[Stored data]
:::::

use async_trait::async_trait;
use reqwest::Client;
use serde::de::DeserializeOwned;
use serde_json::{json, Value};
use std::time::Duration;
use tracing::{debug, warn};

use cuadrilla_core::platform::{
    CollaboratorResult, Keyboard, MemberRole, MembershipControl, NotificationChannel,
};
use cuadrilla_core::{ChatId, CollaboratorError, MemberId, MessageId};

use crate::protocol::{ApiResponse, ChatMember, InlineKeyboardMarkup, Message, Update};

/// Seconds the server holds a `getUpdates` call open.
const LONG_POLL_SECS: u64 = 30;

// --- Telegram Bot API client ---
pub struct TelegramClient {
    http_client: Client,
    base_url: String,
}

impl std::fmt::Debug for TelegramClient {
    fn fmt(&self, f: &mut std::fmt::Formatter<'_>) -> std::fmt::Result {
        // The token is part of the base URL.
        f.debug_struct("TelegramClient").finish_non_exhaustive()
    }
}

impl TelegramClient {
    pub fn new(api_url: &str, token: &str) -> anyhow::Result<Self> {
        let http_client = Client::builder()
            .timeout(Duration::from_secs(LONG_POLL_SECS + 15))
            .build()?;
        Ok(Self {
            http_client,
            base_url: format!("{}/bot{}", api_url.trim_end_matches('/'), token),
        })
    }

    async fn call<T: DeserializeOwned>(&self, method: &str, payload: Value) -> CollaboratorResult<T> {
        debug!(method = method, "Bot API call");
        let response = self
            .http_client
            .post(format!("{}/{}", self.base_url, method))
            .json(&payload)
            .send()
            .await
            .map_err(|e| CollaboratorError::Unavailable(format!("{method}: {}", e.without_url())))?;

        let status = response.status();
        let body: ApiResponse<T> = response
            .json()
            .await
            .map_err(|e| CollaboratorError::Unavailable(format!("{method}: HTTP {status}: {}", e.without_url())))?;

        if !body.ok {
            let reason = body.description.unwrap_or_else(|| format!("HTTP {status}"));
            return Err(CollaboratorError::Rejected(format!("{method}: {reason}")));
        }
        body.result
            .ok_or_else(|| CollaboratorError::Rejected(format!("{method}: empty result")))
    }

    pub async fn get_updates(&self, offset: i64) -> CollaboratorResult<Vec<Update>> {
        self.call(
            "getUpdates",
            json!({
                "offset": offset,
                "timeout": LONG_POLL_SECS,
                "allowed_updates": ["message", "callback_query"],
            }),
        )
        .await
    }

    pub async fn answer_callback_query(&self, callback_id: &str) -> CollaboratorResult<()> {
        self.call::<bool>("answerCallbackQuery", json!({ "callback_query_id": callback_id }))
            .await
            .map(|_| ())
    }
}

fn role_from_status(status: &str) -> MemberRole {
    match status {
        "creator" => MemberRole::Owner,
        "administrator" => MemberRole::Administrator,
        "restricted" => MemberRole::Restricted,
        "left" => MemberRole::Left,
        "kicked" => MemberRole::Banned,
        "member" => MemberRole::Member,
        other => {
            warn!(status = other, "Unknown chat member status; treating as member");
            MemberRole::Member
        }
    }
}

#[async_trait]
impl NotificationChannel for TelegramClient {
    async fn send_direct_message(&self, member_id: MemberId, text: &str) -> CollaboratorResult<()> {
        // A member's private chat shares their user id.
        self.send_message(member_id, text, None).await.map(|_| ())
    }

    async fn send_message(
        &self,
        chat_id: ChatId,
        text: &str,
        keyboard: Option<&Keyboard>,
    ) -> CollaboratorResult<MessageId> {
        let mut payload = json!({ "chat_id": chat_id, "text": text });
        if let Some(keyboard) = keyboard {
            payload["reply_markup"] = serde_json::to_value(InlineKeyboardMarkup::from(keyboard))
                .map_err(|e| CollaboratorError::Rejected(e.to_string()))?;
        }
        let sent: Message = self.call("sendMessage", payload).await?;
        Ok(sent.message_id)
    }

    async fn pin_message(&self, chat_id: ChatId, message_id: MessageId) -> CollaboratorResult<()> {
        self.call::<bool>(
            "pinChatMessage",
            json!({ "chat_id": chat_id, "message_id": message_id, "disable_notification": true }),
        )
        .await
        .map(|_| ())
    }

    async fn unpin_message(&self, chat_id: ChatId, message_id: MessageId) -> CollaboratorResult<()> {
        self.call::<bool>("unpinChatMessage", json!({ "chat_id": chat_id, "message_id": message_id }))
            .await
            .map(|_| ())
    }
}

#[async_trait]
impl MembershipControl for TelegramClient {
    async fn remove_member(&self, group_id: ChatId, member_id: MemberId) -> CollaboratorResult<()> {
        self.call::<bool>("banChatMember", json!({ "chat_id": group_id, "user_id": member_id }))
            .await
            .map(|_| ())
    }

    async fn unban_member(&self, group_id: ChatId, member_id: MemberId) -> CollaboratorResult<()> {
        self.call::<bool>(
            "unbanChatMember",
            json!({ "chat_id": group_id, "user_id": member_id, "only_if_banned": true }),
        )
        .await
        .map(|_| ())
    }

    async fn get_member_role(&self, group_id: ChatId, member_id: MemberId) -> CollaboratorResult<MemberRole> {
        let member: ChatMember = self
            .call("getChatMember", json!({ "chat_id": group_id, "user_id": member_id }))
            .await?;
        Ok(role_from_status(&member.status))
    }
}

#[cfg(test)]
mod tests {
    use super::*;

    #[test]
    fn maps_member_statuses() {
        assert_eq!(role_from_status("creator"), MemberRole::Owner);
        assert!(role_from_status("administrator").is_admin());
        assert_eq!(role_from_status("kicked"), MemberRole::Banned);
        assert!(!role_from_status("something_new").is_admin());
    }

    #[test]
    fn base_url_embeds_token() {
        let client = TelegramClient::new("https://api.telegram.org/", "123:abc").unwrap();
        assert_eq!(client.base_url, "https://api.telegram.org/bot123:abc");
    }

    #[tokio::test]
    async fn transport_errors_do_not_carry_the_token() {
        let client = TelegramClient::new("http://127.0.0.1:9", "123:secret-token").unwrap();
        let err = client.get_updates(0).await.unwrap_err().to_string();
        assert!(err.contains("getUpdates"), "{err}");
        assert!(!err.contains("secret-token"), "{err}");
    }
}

:::::

[Assignment]:
Full transcription, please: every entry, exactly as written.

[Response below]:
use async_trait::async_trait;
use reqwest::Client;
use serde::de::DeserializeOwned;
use serde_json::{json, Value};
use std::time::Duration;
use tracing::{debug, warn};

use cuadrilla_core::platform::{
    CollaboratorResult, Keyboard, MemberRole, MembershipControl, NotificationChannel,
};
use cuadrilla_core::{ChatId, CollaboratorError, MemberId, MessageId};

use crate::protocol::{ApiResponse, ChatMember, InlineKeyboardMarkup, Message, Update};

/// Seconds the server holds a `getUpdates` call open.
const LONG_POLL_SECS: u64 = 30;

// --- Telegram Bot API client ---
pub struct TelegramClient {
    http_client: Client,
    base_url: String,
}

impl std::fmt::Debug for TelegramClient {
    fn fmt(&self, f: &mut std::fmt::Formatter<'_>) -> std::fmt::Result {
        // The token is part of the base URL.
        f.debug_struct("TelegramClient").finish_non_exhaustive()
    }
}

impl TelegramClient {
    pub fn new(api_url: &str, token: &str) -> anyhow::Result<Self> {
        let http_client = Client::builder()
            .timeout(Duration::from_secs(LONG_POLL_SECS + 15))
            .build()?;
        Ok(Self {
            http_client,
            base_url: format!("{}/bot{}", api_url.trim_end_matches('/'), token),
        })
    }

    async fn call<T: DeserializeOwned>(&self, method: &str, payload: Value) -> CollaboratorResult<T> {
        debug!(method = method, "Bot API call");
        let response = self
            .http_client
            .post(format!("{}/{}", self.base_url, method))
            .json(&payload)
            .send()
            .await
            .map_err(|e| CollaboratorError::Unavailable(format!("{method}: {}", e.without_url())))?;

        let status = response.status();
        let body: ApiResponse<T> = response
            .json()
            .await
            .map_err(|e| CollaboratorError::Unavailable(format!("{method}: HTTP {status}: {}", e.without_url())))?;

        if !body.ok {
            let reason = body.description.unwrap_or_else(|| format!("HTTP {status}"));
            return Err(CollaboratorError::Rejected(format!("{method}: {reason}")));
        }
        body.result
            .ok_or_else(|| CollaboratorError::Rejected(format!("{method}: empty result")))
    }

    pub async fn get_updates(&self, offset: i64) -> CollaboratorResult<Vec<Update>> {
        self.call(
            "getUpdates",
            json!({
                "offset": offset,
                "timeout": LONG_POLL_SECS,
                "allowed_updates": ["message", "callback_query"],
            }),
        )
        .await
    }

    pub async fn answer_callback_query(&self, callback_id: &str) -> CollaboratorResult<()> {
        self.call::<bool>("answerCallbackQuery", json!({ "callback_query_id": callback_id }))
            .await
            .map(|_| ())
    }
}

fn role_from_status(status: &str) -> MemberRole {
    match status {
        "creator" => MemberRole::Owner,
        "administrator" => MemberRole::Administrator,
        "restricted" => MemberRole::Restricted,
        "left" => MemberRole::Left,
        "kicked" => MemberRole::Banned,
        "member" => MemberRole::Member,
        other => {
            warn!(status = other, "Unknown chat member status; treating as member");
            MemberRole::Member
        }
    }
}

#[async_trait]
impl NotificationChannel for TelegramClient {
    async fn send_direct_message(&self, member_id: MemberId, text: &str) -> CollaboratorResult<()> {
        // A member's private chat shares their user id.
        self.send_message(member_id, text, None).await.map(|_| ())
    }

    async fn send_message(
        &self,
        chat_id: ChatId,
        text: &str,
        keyboard: Option<&Keyboard>,
    ) -> CollaboratorResult<MessageId> {
        let mut payload = json!({ "chat_id": chat_id, "text": text });
        if let Some(keyboard) = keyboard {
            payload["reply_markup"] = serde_json::to_value(InlineKeyboardMarkup::from(keyboard))
                .map_err(|e| CollaboratorError::Rejected(e.to_string()))?;
        }
        let sent: Message = self.call("sendMessage", payload).await?;
        Ok(sent.message_id)
    }

    async fn pin_message(&self, chat_id: ChatId, message_id: MessageId) -> CollaboratorResult<()> {
        self.call::<bool>(
            "pinChatMessage",
            json!({ "chat_id": chat_id, "message_id": message_id, "disable_notification": true }),
        )
        .await
        .map(|_| ())
    }

    async fn unpin_message(&self, chat_id: ChatId, message_id: MessageId) -> CollaboratorResult<()> {
        self.call::<bool>("unpinChatMessage", json!({ "chat_id": chat_id, "message_id": message_id }))
            .await
            .map(|_| ())
    }
}

#[async_trait]
impl MembershipControl for TelegramClient {
    async fn remove_member(&self, group_id: ChatId, member_id: MemberId) -> CollaboratorResult<()> {
        self.call::<bool>("banChatMember", json!({ "chat_id": group_id, "user_id": member_id }))
            .await
            .map(|_| ())
    }

    async fn unban_member(&self, group_id: ChatId, member_id: MemberId) -> CollaboratorResult<()> {
        self.call::<bool>(
            "unbanChatMember",
            json!({ "chat_id": group_id, "user_id": member_id, "only_if_banned": true }),
        )
        .await
        .map(|_| ())
    }

    async fn get_member_role(&self, group_id: ChatId, member_id: MemberId) -> CollaboratorResult<MemberRole> {
        let member: ChatMember = self
            .call("getChatMember", json!({ "chat_id": group_id, "user_id": member_id }))
            .await?;
        Ok(role_from_status(&member.status))
    }
}

#[cfg(test)]
mod tests {
    use super::*;

    #[test]
    fn maps_member_statuses() {
        assert_eq!(role_from_status("creator"), MemberRole::Owner);
        assert!(role_from_status("administrator").is_admin());
        assert_eq!(role_from_status("kicked"), MemberRole::Banned);
        assert!(!role_from_status("something_new").is_admin());
    }

    #[test]
    fn base_url_embeds_token() {
        let client = TelegramClient::new("https://api.telegram.org/", "123:abc").unwrap();
        assert_eq!(client.base_url, "https://api.telegram.org/bot123:abc");
    }

    #[tokio::test]
    async fn transport_errors_do_not_carry_the_token() {
        let client = TelegramClient::new("http://127.0.0.1:9", "123:secret-token").unwrap();
        let err = client.get_updates(0).await.unwrap_err().to_string();
        assert!(err.contains("getUpdates"), "{err}");
        assert!(!err.contains("secret-token"), "{err}");
    }
}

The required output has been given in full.